All I did was practice. I wrote, and wrote, and wrote. I burned about a quarter of a million words at one point and then just went on writing. When I finally sold The Lure of the Basilisk, I had written about three quarters of a million words of fiction, 90% of which was garbage. I'd written thirty-six short stories, two novels, and uncounted fragments that never got finished. In the ten years since then I've sold two of the short stories and a rewrite of one of the novels; the rest is still filed away.

So you do not need any sort of training or study to be a writer. You just need to read and write, and do plenty of both.
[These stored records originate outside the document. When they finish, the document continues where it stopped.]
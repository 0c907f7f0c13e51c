// src/math/utils.rs

/// Toleranzen für f32-Vergleiche
pub mod constants {
    /// Toleranz für direkt ausgewertete Kurvenpunkte
    pub const EPSILON: f32 = 1e-6;
    /// Toleranz für Ergebnisse, die durch mehrere f32-Rechenschritte laufen (Solver, Längen)
    pub const EPSILON_LOOSE: f32 = 1e-4;
}

pub mod comparison {
    use crate::math::types::CurvePoint;

    /// `|a - b| < tolerance`
    pub fn within_tolerance(a: f32, b: f32, tolerance: f32) -> bool {
        (a - b).abs() < tolerance
    }

    /// Abstand zweier Kurvenpunkte kleiner als `tolerance`
    pub fn points_nearly_equal<P: CurvePoint>(a: P, b: P, tolerance: f32) -> bool {
        a.distance_to(b) < tolerance
    }
}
That's all.

So much for that; let me now address another question.

What should you write?

I don't mean what genre--you know whether you want to write sword-and-sorcery or murder mysteries, and you don't need me to tell you. I mean what form you should write in.
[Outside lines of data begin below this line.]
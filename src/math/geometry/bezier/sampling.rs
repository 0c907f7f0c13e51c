// src/math/geometry/bezier/sampling.rs

use crate::math::error::*;
use tracing::warn;

/// Abgetasteter Kurvenpunkt: Position plus (nicht normalisierte) Tangente.
#[derive(Debug, Clone, Copy, PartialEq)]
#[cfg_attr(feature = "serialize", derive(serde::Serialize, serde::Deserialize))]
pub struct SampledPoint<P> {
    pub position: P,
    pub tangent: P,
}

impl<P> SampledPoint<P> {
    pub fn new(position: P, tangent: P) -> Self {
        Self { position, tangent }
    }
}

/// Fortschritt der Abtastung für den Cutoff-Vergleich.
///
/// Der Umweg über den Faktor 100 legt fest, an welchem Sample abgebrochen wird; nicht
/// durch `current_point / total_points` ersetzen.
pub fn cutoff_progress(current_point: usize, total_points: usize) -> f32 {
    ((current_point as f32 * 100.0) / total_points as f32) / 100.0
}

/// Klemmt einen Cutoff auf [0, 1]. NaN ist kein gültiger Cutoff.
pub fn clamp_cutoff(cutoff: f32) -> MathResult<f32> {
    if cutoff.is_nan() {
        return Err(MathError::invalid_argument("cutoff", "must not be NaN"));
    }

    let clamped = cutoff.clamp(0.0, 1.0);
    if clamped != cutoff {
        warn!("Cutoff {} outside [0, 1], clamped to {}", cutoff, clamped);
    }
    Ok(clamped)
}

pub(crate) fn validate_samples_per_segment(samples_per_segment: usize) -> MathResult<()> {
    if samples_per_segment == 0 {
        return Err(MathError::invalid_argument(
            "samples_per_segment",
            "must be positive and nonzero",
        ));
    }
    Ok(())
}

/// Konfiguration für die Abtastung eines Bézier-Pfads.
#[derive(Debug, Clone, PartialEq)]
pub struct SamplingConfig {
    /// Anzahl der Unterteilungen pro Segment (ergibt `samples_per_segment + 1` Samples pro Segment)
    pub samples_per_segment: usize,
    /// Optionaler Abbruch nach einem Anteil der Kurve (wird auf [0, 1] geklemmt)
    pub cutoff: Option<f32>,
    /// Entfernt die doppelten Samples an den Segmentübergängen
    pub deduplicate_joints: bool,
}

impl Default for SamplingConfig {
    fn default() -> Self {
        Self {
            samples_per_segment: 10,
            cutoff: None,
            deduplicate_joints: false,
        }
    }
}

impl SamplingConfig {
    pub fn new() -> Self {
        Self::default()
    }

    pub fn with_samples_per_segment(mut self, samples_per_segment: usize) -> Self {
        self.samples_per_segment = samples_per_segment;
        self
    }

    pub fn with_cutoff(mut self, cutoff: f32) -> Self {
        self.cutoff = Some(cutoff);
        self
    }

    pub fn deduplicate_joints(mut self, deduplicate: bool) -> Self {
        self.deduplicate_joints = deduplicate;
        self
    }

    pub fn validate(&self) -> MathResult<()> {
        validate_samples_per_segment(self.samples_per_segment)?;

        if let Some(cutoff) = self.cutoff {
            if cutoff.is_nan() {
                return Err(MathError::invalid_argument("cutoff", "must not be NaN"));
            }
            if self.deduplicate_joints {
                return Err(MathError::invalid_argument(
                    "cutoff",
                    "cannot be combined with deduplicated joints",
                ));
            }
        }
        Ok(())
    }
}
Well, first, finish what you write. There's no market for unfinished stories, scenes out of context, and other such exercises; only for stories with a beginning, a middle, and an end. This brings me to a piece of advice I haven't seen other writers give much, but I think it's important: Finish the first draft!

It's far more important to have a complete story than to have a perfect story, and it's much easier to rewrite after you know how everything's going to come out, so even if you know you messed up that scene in Chapter Three, and that the description of the magic tortoise is all wrong, just leave it until you've got a complete first draft.

Don't stop and fix it; just go on, finish the story!

Then go back and rewrite whatever needs rewriting. You may find (as I often do) that only after you finish the story will you know everything you need to know about the characters in order to do the rewrite properly.

And if you can't fix it, can't make it into the story you wanted it to be, go ahead and submit it somewhere anyway and go on and do something else.

I believe that Ray Bradbury disagrees with me on this one; he's been quoted as saying to rewrite every story until it's perfect.

That may be fine for him, but I've seen too many young writers bog down because they kept rewriting the same story over and over, instead of dropping it and going on to something better.

Just get it done. That's the hard part. Then worry about improving it.

And now for a piece of advice on what to write that has nothing to do with what's best, what will teach you the most, or any of that artistic stuff. It's pure marketing.

Write novels.

Short stories are fine and elegant things, but the odds of selling a short story to Asimov's, last time I checked, were about 1:300, while the odds of selling a novel to Del Rey were about 1:35. [Note: These figures are hopelessly out of date, and were never really as relevant as I thought when I wrote this.] There's a much larger market for novels right now, and far more money to be had. Money may not seem like the important part now, but if you ever get a writing career off the ground it sure will eventually.

Also, the novel form is more forgiving. If you go off on a tangent in a 100,000-word novel, it's no big deal; at worst, the editor will cut it out. If you go off on a tangent in a 3,000-word short story, though, you've probably ruined it. In a short story everything has to fit together perfectly. It's like a fine old Swiss watch, compared with a plain old-fashioned cheap wind-up alarm clock, the kind that got thrown against the wall a lot--they both use the same mechanism to do the same thing, but it's much, much harder to do on a small scale, and there's no room for anything to be out of place. A speck of dust will clog a watch, while a clock just ticks away after being thrown across the room.

So while short stories might seem easier, since you can write one in a day or so while a novel takes months, I'd advise you to write novels. I learned more from botching my first novel than from all those thirty-six short stories I didn't sell, and it was my second novel that finally sold, not a short story.